Task objective:
The lines needed are those below that contain the word "static"; copy each one.

Exercise input:
────────────────────────────────────────

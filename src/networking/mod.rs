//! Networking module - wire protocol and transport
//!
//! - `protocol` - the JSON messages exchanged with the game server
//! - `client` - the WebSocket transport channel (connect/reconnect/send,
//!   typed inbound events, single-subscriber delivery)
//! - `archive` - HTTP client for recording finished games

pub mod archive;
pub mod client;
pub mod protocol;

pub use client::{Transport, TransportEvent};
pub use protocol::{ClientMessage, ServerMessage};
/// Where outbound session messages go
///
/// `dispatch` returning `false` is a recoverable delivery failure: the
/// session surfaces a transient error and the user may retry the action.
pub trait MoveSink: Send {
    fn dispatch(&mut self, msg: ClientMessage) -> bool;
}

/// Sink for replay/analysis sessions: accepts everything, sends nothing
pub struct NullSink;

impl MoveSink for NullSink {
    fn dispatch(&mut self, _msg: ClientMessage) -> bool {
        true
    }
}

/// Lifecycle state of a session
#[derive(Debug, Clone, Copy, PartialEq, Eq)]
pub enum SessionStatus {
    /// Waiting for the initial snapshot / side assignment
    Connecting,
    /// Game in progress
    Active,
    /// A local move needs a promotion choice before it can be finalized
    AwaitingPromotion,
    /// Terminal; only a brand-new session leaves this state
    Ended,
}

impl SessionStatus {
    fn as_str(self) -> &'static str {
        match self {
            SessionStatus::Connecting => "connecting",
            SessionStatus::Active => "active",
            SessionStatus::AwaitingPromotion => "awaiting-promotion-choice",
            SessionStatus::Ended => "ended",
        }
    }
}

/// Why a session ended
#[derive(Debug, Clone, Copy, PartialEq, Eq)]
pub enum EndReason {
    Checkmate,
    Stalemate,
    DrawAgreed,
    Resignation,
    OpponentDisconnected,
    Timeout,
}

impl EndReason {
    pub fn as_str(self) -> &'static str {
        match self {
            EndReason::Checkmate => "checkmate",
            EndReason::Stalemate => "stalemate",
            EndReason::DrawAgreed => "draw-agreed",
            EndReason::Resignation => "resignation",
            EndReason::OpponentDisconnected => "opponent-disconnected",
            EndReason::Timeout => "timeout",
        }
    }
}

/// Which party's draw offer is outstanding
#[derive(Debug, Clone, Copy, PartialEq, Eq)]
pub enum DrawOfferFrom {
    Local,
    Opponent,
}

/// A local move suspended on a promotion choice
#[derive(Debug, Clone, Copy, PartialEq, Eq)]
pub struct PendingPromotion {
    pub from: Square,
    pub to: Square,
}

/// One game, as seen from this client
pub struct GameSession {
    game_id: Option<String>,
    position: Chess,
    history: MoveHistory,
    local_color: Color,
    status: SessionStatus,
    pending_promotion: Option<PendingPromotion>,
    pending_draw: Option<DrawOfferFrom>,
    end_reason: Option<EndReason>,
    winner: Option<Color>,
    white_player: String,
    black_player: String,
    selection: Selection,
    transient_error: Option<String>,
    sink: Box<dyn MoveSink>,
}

────────────────────────────────────────

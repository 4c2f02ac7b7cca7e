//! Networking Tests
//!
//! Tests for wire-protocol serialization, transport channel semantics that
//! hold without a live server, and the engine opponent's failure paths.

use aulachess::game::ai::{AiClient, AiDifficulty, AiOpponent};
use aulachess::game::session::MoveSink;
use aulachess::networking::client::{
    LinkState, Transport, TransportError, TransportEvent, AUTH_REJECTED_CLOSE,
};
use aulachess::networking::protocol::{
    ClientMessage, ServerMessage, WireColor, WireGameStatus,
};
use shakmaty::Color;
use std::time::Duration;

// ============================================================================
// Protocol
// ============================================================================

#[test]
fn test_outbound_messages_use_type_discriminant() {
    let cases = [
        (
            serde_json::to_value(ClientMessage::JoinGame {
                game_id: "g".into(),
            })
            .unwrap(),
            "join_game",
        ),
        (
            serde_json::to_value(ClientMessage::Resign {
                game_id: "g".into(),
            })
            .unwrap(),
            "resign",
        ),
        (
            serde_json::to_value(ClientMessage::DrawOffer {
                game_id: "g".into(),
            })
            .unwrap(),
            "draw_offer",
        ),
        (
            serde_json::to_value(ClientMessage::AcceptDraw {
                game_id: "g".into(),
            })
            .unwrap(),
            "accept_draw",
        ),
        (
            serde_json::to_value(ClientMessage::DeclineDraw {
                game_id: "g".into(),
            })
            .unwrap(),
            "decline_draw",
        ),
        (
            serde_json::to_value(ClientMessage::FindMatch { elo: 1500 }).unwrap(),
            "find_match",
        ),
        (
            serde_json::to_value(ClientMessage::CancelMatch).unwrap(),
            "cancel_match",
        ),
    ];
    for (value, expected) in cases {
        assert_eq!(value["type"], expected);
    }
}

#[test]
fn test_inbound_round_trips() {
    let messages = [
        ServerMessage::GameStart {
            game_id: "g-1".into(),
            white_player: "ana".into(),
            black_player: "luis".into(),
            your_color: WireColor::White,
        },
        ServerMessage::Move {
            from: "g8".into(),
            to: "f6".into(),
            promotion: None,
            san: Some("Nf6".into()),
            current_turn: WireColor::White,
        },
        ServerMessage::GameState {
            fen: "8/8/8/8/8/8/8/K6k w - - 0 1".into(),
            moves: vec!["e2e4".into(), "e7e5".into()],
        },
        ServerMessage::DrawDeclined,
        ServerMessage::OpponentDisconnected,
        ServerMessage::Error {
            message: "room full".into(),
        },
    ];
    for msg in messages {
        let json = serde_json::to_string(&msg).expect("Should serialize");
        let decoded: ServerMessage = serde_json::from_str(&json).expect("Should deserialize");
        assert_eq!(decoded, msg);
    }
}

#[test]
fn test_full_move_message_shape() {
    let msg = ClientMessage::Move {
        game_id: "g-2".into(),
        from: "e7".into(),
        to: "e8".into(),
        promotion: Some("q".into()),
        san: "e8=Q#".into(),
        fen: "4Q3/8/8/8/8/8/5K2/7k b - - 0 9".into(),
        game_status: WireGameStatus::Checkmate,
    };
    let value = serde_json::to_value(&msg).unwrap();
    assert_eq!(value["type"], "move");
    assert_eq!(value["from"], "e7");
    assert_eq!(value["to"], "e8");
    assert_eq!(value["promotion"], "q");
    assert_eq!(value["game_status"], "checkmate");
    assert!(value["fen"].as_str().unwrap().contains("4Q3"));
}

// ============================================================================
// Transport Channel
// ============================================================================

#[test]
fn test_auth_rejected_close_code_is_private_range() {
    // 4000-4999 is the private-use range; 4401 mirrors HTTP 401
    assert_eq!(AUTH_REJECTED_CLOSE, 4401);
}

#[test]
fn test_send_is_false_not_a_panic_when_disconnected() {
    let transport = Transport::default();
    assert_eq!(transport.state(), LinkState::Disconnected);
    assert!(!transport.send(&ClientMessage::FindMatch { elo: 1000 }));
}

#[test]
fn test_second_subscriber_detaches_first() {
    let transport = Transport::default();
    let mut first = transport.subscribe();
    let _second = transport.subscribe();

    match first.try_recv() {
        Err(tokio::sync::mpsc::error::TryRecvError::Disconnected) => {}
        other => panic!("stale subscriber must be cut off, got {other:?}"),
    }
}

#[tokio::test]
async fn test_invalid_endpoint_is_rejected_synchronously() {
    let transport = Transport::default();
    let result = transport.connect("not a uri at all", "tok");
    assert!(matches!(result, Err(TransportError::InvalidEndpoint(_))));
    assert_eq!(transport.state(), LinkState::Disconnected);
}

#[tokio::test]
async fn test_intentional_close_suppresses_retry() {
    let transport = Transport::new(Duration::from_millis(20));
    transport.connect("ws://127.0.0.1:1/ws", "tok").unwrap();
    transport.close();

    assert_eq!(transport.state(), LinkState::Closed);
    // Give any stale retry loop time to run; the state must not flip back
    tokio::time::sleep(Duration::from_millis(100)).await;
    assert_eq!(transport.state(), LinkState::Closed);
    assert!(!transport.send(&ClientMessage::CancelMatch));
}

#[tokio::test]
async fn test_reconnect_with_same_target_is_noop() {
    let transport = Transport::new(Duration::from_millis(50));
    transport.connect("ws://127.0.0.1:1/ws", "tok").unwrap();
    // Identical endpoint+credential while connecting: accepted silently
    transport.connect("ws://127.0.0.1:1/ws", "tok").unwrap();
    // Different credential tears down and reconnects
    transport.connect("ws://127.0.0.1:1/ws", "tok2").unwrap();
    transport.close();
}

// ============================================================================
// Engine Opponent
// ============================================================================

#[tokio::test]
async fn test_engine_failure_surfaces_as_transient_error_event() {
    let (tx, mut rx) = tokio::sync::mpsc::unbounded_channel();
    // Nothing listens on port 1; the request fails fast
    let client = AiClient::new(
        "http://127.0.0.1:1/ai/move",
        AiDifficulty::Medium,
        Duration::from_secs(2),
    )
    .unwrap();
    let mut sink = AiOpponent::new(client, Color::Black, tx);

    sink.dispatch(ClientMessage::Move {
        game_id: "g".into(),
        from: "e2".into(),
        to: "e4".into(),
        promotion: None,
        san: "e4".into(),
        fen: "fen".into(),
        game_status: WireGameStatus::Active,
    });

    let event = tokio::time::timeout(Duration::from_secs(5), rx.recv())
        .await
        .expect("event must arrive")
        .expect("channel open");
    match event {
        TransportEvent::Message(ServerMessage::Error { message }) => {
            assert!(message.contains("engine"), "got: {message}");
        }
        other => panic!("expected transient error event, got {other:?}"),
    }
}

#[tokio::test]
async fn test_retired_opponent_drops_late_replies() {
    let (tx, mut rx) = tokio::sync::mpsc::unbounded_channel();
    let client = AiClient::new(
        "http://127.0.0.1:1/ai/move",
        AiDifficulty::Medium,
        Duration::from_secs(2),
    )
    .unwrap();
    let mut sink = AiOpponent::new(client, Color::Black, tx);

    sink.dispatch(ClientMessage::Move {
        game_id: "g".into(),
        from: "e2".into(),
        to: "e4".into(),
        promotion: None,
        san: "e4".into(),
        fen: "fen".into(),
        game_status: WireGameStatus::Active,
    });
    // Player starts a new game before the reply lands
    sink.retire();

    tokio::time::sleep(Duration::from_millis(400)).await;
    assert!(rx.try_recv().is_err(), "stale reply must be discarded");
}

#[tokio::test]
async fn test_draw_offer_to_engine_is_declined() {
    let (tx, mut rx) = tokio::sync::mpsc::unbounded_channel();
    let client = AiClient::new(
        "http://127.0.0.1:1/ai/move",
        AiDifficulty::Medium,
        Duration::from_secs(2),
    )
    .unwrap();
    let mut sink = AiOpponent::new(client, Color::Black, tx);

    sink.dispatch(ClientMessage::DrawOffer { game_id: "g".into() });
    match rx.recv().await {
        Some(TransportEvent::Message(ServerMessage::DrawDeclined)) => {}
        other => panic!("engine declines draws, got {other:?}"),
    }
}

────────────────────────────────────────

Expected answer:
    fn as_str(self) -> &'static str {
    pub fn as_str(self) -> &'static str {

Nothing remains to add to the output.